Friedland also described a successful five-year project between Netcare and the British government involving mobile ophthalmic clinics that set up in parking lots around Britain doing onsite operations. Key to the sustainability of this project is a model that Netcare has developed, called ‘cost neutrality squared’. This model allows for Netcare to provide private quality and care at the same price that the state would have paid.
Altogether 34 609 procedures were completed over five years showing that it was possible to deliver a high volume number of procedures, at a stipulated national tariff, on a sustainable basis.
“South Africans can do it,” he said, “And we do it best when we do it together.”
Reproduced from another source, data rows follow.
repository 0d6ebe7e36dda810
use anyhow::Result;
use sqlx::postgres::PgPoolOptions;
use sqlx::PgPool;
use tracing::info;

/// Creates a PostgreSQL connection pool and applies pending migrations.
pub async fn create_pool(database_url: &str) -> Result<PgPool> {
    info!("Connecting to PostgreSQL...");

    let pool = PgPoolOptions::new()
        .max_connections(10)
        .connect(database_url)
        .await?;

    info!("PostgreSQL connection pool established");

    sqlx::migrate!("./migrations").run(&pool).await?;
    info!("Database migrations applied");

    Ok(pool)
}
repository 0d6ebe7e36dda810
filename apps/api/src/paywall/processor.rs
use std::time::Duration;

use async_trait::async_trait;
use chrono::{DateTime, Utc};
use thiserror::Error;
use tracing::info;
use uuid::Uuid;

use super::CardDetails;

/// Card number the simulated processor always declines, for exercising the failure path.
pub const DECLINED_TEST_CARD: &str = "4000000000000002";

#[derive(Debug, Error)]
pub enum PaymentError {
    #[error("The card was declined: {0}")]
    Declined(String),
}

#[derive(Debug, Clone)]
pub struct ChargeRequest {
    pub session_id: Uuid,
    pub order_number: Option<String>,
    pub amount: u32,
    pub currency: &'static str,
    pub card: CardDetails,
}

#[derive(Debug, Clone)]
pub struct ChargeHandle {
    pub charge_id: Uuid,
}

#[derive(Debug, Clone)]
pub struct ChargeReceipt {
    pub charge_id: Uuid,
    pub settled_at: DateTime<Utc>,
}

/// Seam for a real payment provider. A charge is authorized first, then settled.
#[async_trait]
pub trait PaymentProcessor: Send + Sync {
    async fn initiate_charge(&self, request: &ChargeRequest) -> Result<ChargeHandle, PaymentError>;
    async fn confirm_charge(&self, charge: &ChargeHandle) -> Result<ChargeReceipt, PaymentError>;
}

/// Stands in for a provider: waits out fixed delays and approves every card
/// except `DECLINED_TEST_CARD`.
pub struct SimulatedProcessor {
    processing_delay: Duration,
    success_delay: Duration,
}

impl SimulatedProcessor {
    pub fn new(processing_delay: Duration, success_delay: Duration) -> Self {
        Self {
            processing_delay,
            success_delay,
        }
    }
}

#[async_trait]
impl PaymentProcessor for SimulatedProcessor {
    async fn initiate_charge(&self, request: &ChargeRequest) -> Result<ChargeHandle, PaymentError> {
        tokio::time::sleep(self.processing_delay).await;
        if request.card.digits() == DECLINED_TEST_CARD {
            return Err(PaymentError::Declined("insufficient funds".to_string()));
        }
        let handle = ChargeHandle {
            charge_id: Uuid::new_v4(),
        };
        info!(
            "Authorized {} {} for session {} order {} (charge {})",
            request.amount,
            request.currency,
            request.session_id,
            request.order_number.as_deref().unwrap_or("-"),
            handle.charge_id
        );
        Ok(handle)
    }

    async fn confirm_charge(&self, charge: &ChargeHandle) -> Result<ChargeReceipt, PaymentError> {
        tokio::time::sleep(self.success_delay).await;
        Ok(ChargeReceipt {
            charge_id: charge.charge_id,
            settled_at: Utc::now(),
        })
    }
}

#[cfg(test)]
mod tests {
    use super::*;

    fn request(card_number: &str) -> ChargeRequest {
        ChargeRequest {
            session_id: Uuid::new_v4(),
            order_number: Some("ORD-000001AA".into()),
            amount: 39,
            currency: "SAR",
            card: CardDetails {
                card_number: card_number.into(),
                expiry: "12/30".into(),
                cvv: "123".into(),
                name: "Jane Doe".into(),
            },
        }
    }

    #[tokio::test(start_paused = true)]
    async fn test_simulated_charge_settles_after_delays() {
        let processor =
            SimulatedProcessor::new(Duration::from_millis(2500), Duration::from_millis(2000));
        let started = tokio::time::Instant::now();

        let handle = processor
            .initiate_charge(&request("4242 4242 4242 4242"))
            .await
            .unwrap();
        let receipt = processor.confirm_charge(&handle).await.unwrap();

        assert_eq!(receipt.charge_id, handle.charge_id);
        assert!(started.elapsed() >= Duration::from_millis(4500));
    }

    #[tokio::test(start_paused = true)]
    async fn test_simulated_decline() {
        let processor = SimulatedProcessor::new(Duration::ZERO, Duration::ZERO);
        let result = processor
            .initiate_charge(&request("4000 0000 0000 0002"))
            .await;
        assert!(matches!(result, Err(PaymentError::Declined(_))));
    }
}
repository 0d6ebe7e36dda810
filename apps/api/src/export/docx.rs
//! HTML → DOCX packaging.
//!
//! The package carries the HTML verbatim as an `altChunk` (an MHT part) that
//! Word converts on open. Word's HTML importer ignores CSS `direction`, which
//! is why RTL output also gets explicit `dir`/`align` attributes on blocks.

use std::io::{Cursor, Write};

use base64::{engine::general_purpose::STANDARD, Engine as _};
use zip::write::SimpleFileOptions;
use zip::{CompressionMethod, ZipWriter};

use crate::export::html::{extract_body, force_rtl_blocks};
use crate::export::ExportError;
use crate::gateway::strip_code_fences;
use crate::i18n::TextDirection;

pub const DOCX_FILENAME: &str = "optimized-resume.docx";
pub const DOCX_CONTENT_TYPE: &str =
    "application/vnd.openxmlformats-officedocument.wordprocessingml.document";

/// Letter portrait, in twips.
const PAGE_WIDTH: u32 = 12240;
const PAGE_HEIGHT: u32 = 15840;
const PAGE_MARGIN: u32 = 1000;

const MHT_BOUNDARY: &str = "----=mhtDocumentPart";

const CONTENT_TYPES_XML: &str = r#"<?xml version="1.0" encoding="UTF-8" standalone="yes"?>
<Types xmlns="http://schemas.openxmlformats.org/package/2006/content-types">
  <Default Extension="rels" ContentType="application/vnd.openxmlformats-package.relationships+xml"/>
  <Default Extension="xml" ContentType="application/xml"/>
  <Default Extension="mht" ContentType="message/rfc822"/>
  <Override PartName="/word/document.xml" ContentType="application/vnd.openxmlformats-officedocument.wordprocessingml.document.main+xml"/>
</Types>"#;

const ROOT_RELS_XML: &str = r#"<?xml version="1.0" encoding="UTF-8" standalone="yes"?>
<Relationships xmlns="http://schemas.openxmlformats.org/package/2006/relationships">
  <Relationship Id="rDocument" Type="http://schemas.openxmlformats.org/officeDocument/2006/relationships/officeDocument" Target="/word/document.xml"/>
</Relationships>"#;

const DOCUMENT_RELS_XML: &str = r#"<?xml version="1.0" encoding="UTF-8" standalone="yes"?>
<Relationships xmlns="http://schemas.openxmlformats.org/package/2006/relationships">
  <Relationship Id="htmlChunk" Type="http://schemas.openxmlformats.org/officeDocument/2006/relationships/aFChunk" Target="/word/afchunk.mht"/>
</Relationships>"#;

/// Full HTML document handed to Word, with direction baked into styles and,
/// for RTL, into every block element.
pub fn render_docx_html(html: &str, direction: TextDirection) -> String {
    let html = strip_code_fences(html);
    let body = extract_body(&html);
    let body = match direction {
        TextDirection::Rtl => force_rtl_blocks(body),
        TextDirection::Ltr => body.into(),
    };
    let dir = direction.as_str();
    let align = direction.alignment();

    format!(
        r#"<!DOCTYPE html>
<html dir="{dir}">
<head>
  <meta charset="utf-8">
  <title>Resume</title>
  <style>
    body {{ font-family: Arial, Helvetica, sans-serif; font-size: 11pt; line-height: 1.5; color: #000; text-align: {align}; }}
    h1 {{ color: #4D2B8C; font-size: 24pt; margin-top: 0; margin-bottom: 8pt; text-align: {align}; direction: {dir}; }}
    h2 {{ color: #4D2B8C; font-size: 14pt; border-bottom: 2px solid #eee; padding-bottom: 4px; margin-top: 16pt; margin-bottom: 8pt; text-transform: uppercase; text-align: {align}; direction: {dir}; }}
    h3 {{ font-size: 12pt; font-weight: bold; margin-bottom: 4px; margin-top: 12pt; text-align: {align}; direction: {dir}; }}
    p, ul, li {{ text-align: {align}; direction: {dir}; }}
    p, ul {{ margin-top: 4px; margin-bottom: 8px; }}
    li {{ margin-bottom: 4px; }}
  </style>
</head>
<body style="direction: {dir}; text-align: {align};">
{body}
</body>
</html>
"#
    )
}

fn document_xml() -> String {
    format!(
        r#"<?xml version="1.0" encoding="UTF-8" standalone="yes"?>
<w:document xmlns:w="http://schemas.openxmlformats.org/wordprocessingml/2006/main" xmlns:r="http://schemas.openxmlformats.org/officeDocument/2006/relationships">
  <w:body>
    <w:altChunk r:id="htmlChunk"/>
    <w:sectPr>
      <w:pgSz w:w="{PAGE_WIDTH}" w:h="{PAGE_HEIGHT}" w:orient="portrait"/>
      <w:pgMar w:top="{PAGE_MARGIN}" w:right="{PAGE_MARGIN}" w:bottom="{PAGE_MARGIN}" w:left="{PAGE_MARGIN}" w:header="720" w:footer="720" w:gutter="0"/>
    </w:sectPr>
  </w:body>
</w:document>"#
    )
}

/// Single-part MHT message wrapping the HTML, base64 encoded in 76-column lines.
fn mht_part(document_html: &str) -> String {
    let encoded = STANDARD.encode(document_html.as_bytes());
    let mut wrapped = String::with_capacity(encoded.len() + encoded.len() / 76 + 1);
    for line in encoded.as_bytes().chunks(76) {
        // base64 output is ASCII
        wrapped.push_str(std::str::from_utf8(line).unwrap_or_default());
        wrapped.push_str("\r\n");
    }

    format!(
        "MIME-Version: 1.0\r\n\
         Content-Type: multipart/related; type=\"text/html\"; boundary=\"{MHT_BOUNDARY}\"\r\n\
         \r\n\
         --{MHT_BOUNDARY}\r\n\
         Content-Type: text/html; charset=\"utf-8\"\r\n\
         Content-Transfer-Encoding: base64\r\n\
         Content-Location: file:///C:/fake/document.html\r\n\
         \r\n\
         {wrapped}\r\n\
         --{MHT_BOUNDARY}--\r\n"
    )
}

/// Packages a complete HTML document as a DOCX file.
pub fn build_docx(document_html: &str) -> Result<Vec<u8>, ExportError> {
    let mut zip = ZipWriter::new(Cursor::new(Vec::new()));
    let options = SimpleFileOptions::default().compression_method(CompressionMethod::Deflated);

    let document = document_xml();
    let mht = mht_part(document_html);
    let parts: [(&str, &[u8]); 5] = [
        ("[Content_Types].xml", CONTENT_TYPES_XML.as_bytes()),
        ("_rels/.rels", ROOT_RELS_XML.as_bytes()),
        ("word/document.xml", document.as_bytes()),
        ("word/_rels/document.xml.rels", DOCUMENT_RELS_XML.as_bytes()),
        ("word/afchunk.mht", mht.as_bytes()),
    ];
    for (name, content) in parts {
        zip.start_file(name, options)?;
        zip.write_all(content)?;
    }

    Ok(zip.finish()?.into_inner())
}

/// Canonical HTML → DOCX bytes for the given surface direction.
pub fn render_docx(html: &str, direction: TextDirection) -> Result<Vec<u8>, ExportError> {
    build_docx(&render_docx_html(html, direction))
}
//! Career consultant chat over the gateway's `chat` operation.

use serde::{Deserialize, Serialize};
use tracing::warn;

use crate::errors::AppError;
use crate::gateway::{AiGateway, ChatRole, ChatTurn};
use crate::i18n::Language;

pub mod handlers;

/// Only the most recent turns are sent to the model.
pub const MAX_CHAT_TURNS: usize = 10;

#[derive(Debug, Deserialize)]
pub struct ChatRequest {
    pub messages: Vec<ChatTurn>,
    #[serde(default)]
    pub lang: Language,
}

#[derive(Debug, Serialize)]
pub struct ChatReply {
    pub reply: String,
    /// True when the model call failed and `reply` is the canned apology.
    pub fallback: bool,
}

pub fn recent_turns(history: &[ChatTurn]) -> &[ChatTurn] {
    &history[history.len().saturating_sub(MAX_CHAT_TURNS)..]
}

/// Sends the conversation and returns the reply. Gateway failures never
/// surface as errors here: the user gets the localized fallback instead.
pub async fn converse(
    gateway: &dyn AiGateway,
    history: &[ChatTurn],
    language: Language,
) -> Result<ChatReply, AppError> {
    match history.last() {
        Some(turn) if turn.role == ChatRole::User && !turn.text.trim().is_empty() => {}
        _ => {
            return Err(AppError::Validation(
                "The last message must be a non-empty user message".to_string(),
            ))
        }
    }

    match gateway.chat(recent_turns(history), language).await {
        Ok(reply) => Ok(ChatReply {
            reply,
            fallback: false,
        }),
        Err(e) => {
            warn!("Chat reply failed: {e}");
            Ok(ChatReply {
                reply: language.messages().chat_fallback.to_string(),
                fallback: true,
            })
        }
    }
}

#[cfg(test)]
mod tests {
    use std::sync::atomic::Ordering;

    use super::*;
    use crate::gateway::GatewayError;
    use crate::test_support::FakeGateway;

    fn turn(role: ChatRole, text: &str) -> ChatTurn {
        ChatTurn {
            role,
            text: text.to_string(),
        }
    }

    fn conversation(len: usize) -> Vec<ChatTurn> {
        (0..len)
            .map(|i| {
                let role = if i % 2 == 0 { ChatRole::User } else { ChatRole::Assistant };
                turn(role, &format!("message {i}"))
            })
            .collect()
    }

    #[test]
    fn test_recent_turns_keeps_last_ten() {
        let history = conversation(15);
        let recent = recent_turns(&history);
        assert_eq!(recent.len(), MAX_CHAT_TURNS);
        assert_eq!(recent[0].text, "message 5");
        assert_eq!(recent_turns(&history[..3]).len(), 3);
    }

    #[tokio::test]
    async fn test_converse_sends_truncated_history() {
        let gateway = FakeGateway::new();
        let reply = converse(&gateway, &conversation(13), Language::En)
            .await
            .unwrap();
        assert!(!reply.fallback);
        assert_eq!(reply.reply, "10 turns; you said: message 12");
    }

    #[tokio::test]
    async fn test_converse_falls_back_on_gateway_error() {
        let gateway = FakeGateway::failing(GatewayError::Upstream("503".into()));
        let reply = converse(&gateway, &conversation(1), Language::Ar)
            .await
            .unwrap();
        assert!(reply.fallback);
        assert_eq!(reply.reply, Language::Ar.messages().chat_fallback);
    }

    #[tokio::test]
    async fn test_converse_requires_user_message_last() {
        let gateway = FakeGateway::new();
        assert!(converse(&gateway, &[], Language::En).await.is_err());
        assert!(converse(&gateway, &conversation(2), Language::En).await.is_err());
        assert!(converse(&gateway, &[turn(ChatRole::User, "  ")], Language::En)
            .await
            .is_err());
        assert_eq!(gateway.chat_calls.load(Ordering::SeqCst), 0);
    }
}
Dr Steve Taylor, general manager for the coastal region of Life Healthcare shared with the forum that their public private partnership in Humansdorp in the Eastern Cape had battled to get off the ground. The project which involved a group of doctors as private partners lost millions of rands in its first years but turned a profit for the first time in the last financial year. The heavy losses were from over-capitalizing on improvements and a mis-reading of the market for private patients. The Eastern Cape health department also did not meet all its obligations. Part of the original contract would have to be re-negotiated with the provincial government if the project was to be sustainable, he said.
His colleague Dr Nilesh Patel, described a similar challenge in Mpumalanga, where a public private hospital near Bushbuckridge was embraced by the local community but struggled to maintain quality levels when suppliers were not paid by the provincial government.
“We have been in a situation when, for the last three months of the financial year the hospital doesn’t have drugs because the provincial government partner has not paid the supplier. This leads to all sorts of complications, most problematic being patient resistance to drugs.” In this case the private partner often had to step in to buy drugs for the public sector but then struggled to be reimbursed by government.
Aspen Pharmacare senior executive, Stavros Nicholaou,addressed the controversial issue of antiretroviral provision and cost, sayingthe single biggest cost of producing antiretroviral drugs in South Africa was importing the active ingredients to make the medication.
"It doesn’t make sense to import it," he told the forum. "We need to manufacture it here. If we do that we will demystify 75% of the cost of ARVs." A public private manufacturing partnership was a consideration, he added.
John Thomas, chairman of Living Hope, a community based organisation (CBO) that provides primary level care to Fish Hoek and its surrounding communities, ended off the Forum by stressing that public private partnerships do not have to take place just between government and the private sector; there were myriad opportunities for the private sector to work together with CBO’s to help remedy South Africa’s ailing healthcare system from the grassroots up.